Narodowy sport Szwedów to... hokej? Piłka nożna? Czy jednak narciarstwo klasyczne? A może jedzenie kiszonych śledzi? Nie, nic z tych rzeczy. Szwedzi wyspecjalizowali się bowiem w budowaniu tzw. "sleeperów", czyli superszybkich aut z niepozornym nadwoziem, ale z supermocnym silnikiem. Żeby było bardziej patriotycznie, szwedzcy konstruktorzy zazwyczaj jako bazę do swoich "sleeperów" wykorzystywali starsze modele Volvo. Tym razem ktoś poszedł jednak – mówiąc potocznie – lekko po bandzie. Otóż projekt zakłada montaż silnika z… czołgu w nadwoziu Forda Crown Victoria.

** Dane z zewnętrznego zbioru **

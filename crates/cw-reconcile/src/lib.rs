//! cw-reconcile
//!
//! Call lifecycle reconciliation: decides, given an incoming provider event
//! and the stored view of the matching call, which single transition is legal.
//!
//! Rules:
//! - Structurally invalid events are rejected before any state lookup
//! - A "started" event creates an open call when none exists
//! - An "ended" event closes an open call exactly once
//! - Duration is measured against the *stored* start time, never the event's
//! - End-before-start is rejected, not clamped
//!
//! Deterministic, pure logic. No IO. No clock.

mod engine;
mod error;
mod types;
mod validate;
mod window;

pub use engine::{decide, duration_ms, Decision};
pub use error::{ErrorKind, Rejection};
pub use types::{CallEdge, CallEvent, CallRecord, CallState, NewCall, RawCallEvent};
pub use validate::{parse_timestamp, validate_event, InvalidEvent};
pub use window::{CountWindow, CountWindowBounds};
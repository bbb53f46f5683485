//! Call event service: validate -> look up -> decide -> one conditional write.
//!
//! Each submission performs at most one lookup and at most one write. No
//! retries happen here; every failure is surfaced to the boundary as-is.

use std::sync::Arc;

use chrono::{DateTime, Utc};
use cw_reconcile::{
    decide, validate_event, CallEvent, CallRecord, CountWindow, Decision, ErrorKind,
    RawCallEvent, Rejection,
};
use tracing::{error, info, warn};

use crate::store::{CallStore, CloseOutcome, CreateOutcome, StoreError};

// ---------------------------------------------------------------------------
// SubmitError
// ---------------------------------------------------------------------------

/// Failure returned by [`CallService::submit_event`].
#[derive(Debug, Clone, PartialEq, Eq)]
pub enum SubmitError {
    /// Event refused by validation or by the decision table. Nothing was written.
    Rejected(Rejection),
    /// The store failed; outcome of any attempted write is the store's concern.
    Store(StoreError),
}

impl SubmitError {
    pub fn kind(&self) -> ErrorKind {
        match self {
            SubmitError::Rejected(r) => r.kind(),
            SubmitError::Store(_) => ErrorKind::StoreFailure,
        }
    }
}

impl std::fmt::Display for SubmitError {
    fn fmt(&self, f: &mut std::fmt::Formatter<'_>) -> std::fmt::Result {
        match self {
            SubmitError::Rejected(r) => write!(f, "{r}"),
            SubmitError::Store(e) => write!(f, "{e}"),
        }
    }
}

impl std::error::Error for SubmitError {}

impl From<StoreError> for SubmitError {
    fn from(e: StoreError) -> Self {
        SubmitError::Store(e)
    }
}

impl From<Rejection> for SubmitError {
    fn from(r: Rejection) -> Self {
        SubmitError::Rejected(r)
    }
}

// ---------------------------------------------------------------------------
// MetricsWindows
// ---------------------------------------------------------------------------

/// Windows used by the unfinished and stale counts.
#[derive(Debug, Clone, Copy, PartialEq, Eq)]
pub struct MetricsWindows {
    pub unfinished: CountWindow,
    pub stale: CountWindow,
}

impl MetricsWindows {
    /// Unfinished window `[now - unfinished_lookback, now)`; stale window
    /// `[now - stale_lookback, now - stale_min_age)`.
    pub fn from_secs(
        unfinished_lookback_secs: u64,
        stale_lookback_secs: u64,
        stale_min_age_secs: u64,
    ) -> Self {
        Self {
            unfinished: CountWindow::from_secs(unfinished_lookback_secs, 0),
            stale: CountWindow::from_secs(stale_lookback_secs, stale_min_age_secs),
        }
    }
}

impl Default for MetricsWindows {
    fn default() -> Self {
        Self {
            unfinished: CountWindow::unfinished_default(),
            stale: CountWindow::stale_default(),
        }
    }
}

// ---------------------------------------------------------------------------
// CallService
// ---------------------------------------------------------------------------

/// Cloneable handle over an injected [`CallStore`].
#[derive(Clone)]
pub struct CallService {
    store: Arc<dyn CallStore>,
    windows: MetricsWindows,
}

impl CallService {
    pub fn new(store: Arc<dyn CallStore>) -> Self {
        Self::with_windows(store, MetricsWindows::default())
    }

    pub fn with_windows(store: Arc<dyn CallStore>, windows: MetricsWindows) -> Self {
        Self { store, windows }
    }

    pub fn store(&self) -> &Arc<dyn CallStore> {
        &self.store
    }

    pub fn windows(&self) -> MetricsWindows {
        self.windows
    }

    /// Validate a provider event and apply it.
    pub async fn submit_event(&self, raw: &RawCallEvent) -> Result<CallRecord, SubmitError> {
        let event = match validate_event(raw) {
            Ok(ev) => ev,
            Err(reason) => {
                let rejection = Rejection::Invalid(reason);
                warn!(
                    call_id = raw.call_id.as_deref().unwrap_or(""),
                    code = rejection.code(),
                    "call event rejected: {rejection}"
                );
                return Err(rejection.into());
            }
        };
        self.apply_event(event).await
    }

    /// Apply an already validated event.
    pub async fn apply_event(&self, event: CallEvent) -> Result<CallRecord, SubmitError> {
        let result = self.reconcile(&event).await;
        match &result {
            Ok(rec) => info!(
                call_id = %rec.external_id,
                edge = event.edge.as_str(),
                state = rec.state().as_str(),
                duration_ms = ?rec.duration_ms,
                "call event applied"
            ),
            Err(SubmitError::Rejected(r)) => warn!(
                call_id = %event.external_id,
                edge = event.edge.as_str(),
                code = r.code(),
                "call event rejected: {r}"
            ),
            Err(SubmitError::Store(e)) => error!(
                call_id = %event.external_id,
                edge = event.edge.as_str(),
                backend = self.store.backend_name(),
                "call store failure: {}",
                e.message()
            ),
        }
        result
    }

    async fn reconcile(&self, event: &CallEvent) -> Result<CallRecord, SubmitError> {
        let existing = self.store.find_by_external_id(&event.external_id).await?;

        match decide(event, existing.as_ref()) {
            Decision::Reject(r) => Err(r.into()),

            Decision::Create(call) => match self.store.create_open(call).await? {
                CreateOutcome::Created(rec) => Ok(rec),
                CreateOutcome::AlreadyExists(current) => Err(lost_race(event, Some(current))),
            },

            Decision::Close {
                external_id,
                ended_at,
                duration_ms,
            } => match self
                .store
                .close_open(&external_id, ended_at, duration_ms)
                .await?
            {
                CloseOutcome::Closed(rec) => Ok(rec),
                CloseOutcome::AlreadyClosed(current) => Err(lost_race(event, Some(current))),
                CloseOutcome::NotFound => Err(lost_race(event, None)),
            },
        }
    }

    /// Open calls inside the unfinished window at `now`.
    pub async fn unfinished_count(&self, now: DateTime<Utc>) -> Result<u64, StoreError> {
        self.count_in(self.windows.unfinished, now).await
    }

    /// Open calls inside the stale window at `now`.
    pub async fn stale_count(&self, now: DateTime<Utc>) -> Result<u64, StoreError> {
        self.count_in(self.windows.stale, now).await
    }

    async fn count_in(&self, window: CountWindow, now: DateTime<Utc>) -> Result<u64, StoreError> {
        let bounds = window.bounds_at(now);
        if bounds.is_empty() {
            return Ok(0);
        }
        self.store.count_open_in_window(&bounds).await
    }
}

/// The conditional write found a different state than the lookup did.
/// Re-run the table against what the store reported; no further IO.
fn lost_race(event: &CallEvent, current: Option<CallRecord>) -> SubmitError {
    match decide(event, current.as_ref()) {
        Decision::Reject(r) => SubmitError::Rejected(r),
        other => SubmitError::Store(StoreError::new(format!(
            "conditional write refused but reported state permits {other:?} for call {}",
            event.external_id
        ))),
    }
}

Silnik V12 produkcji Rolls Royce’a pochodzi z czołgu z czasów II wojny światowej i… nie był pierwszym wyborem autora projektu, bo pierwotnie swap miał być przeprowadzony przy użyciu 37-litrowej jednostki z myśliwca Spitfire. Niestety, nie było możliwości, by zmieścić napęd do nadwozia, więc stanęło „jedynie” na jednostce z czołgu.

Co ciekawe, seryjna moc na poziomie 550 KM okazała się dla autora projektu o wiele za niska – cel to ponad 2500 KM (!) przy 4000 obr./min (seryjna jednostka wchodzi na czerwone pole już przy 3000 obr./min). Jak widać na załączonych zdjęciach, upakowanie nawet tego „mniejszego” silnika wymagało co najmniej kilku przeróbek, na dodatek w pełni się nie udało i motor lekko wystaje.

Będziemy jednak bacznie przyglądać się temu projektowi, gdyż autor zapowiada atak na barierę 320 km/h. Trzymamy kciuki!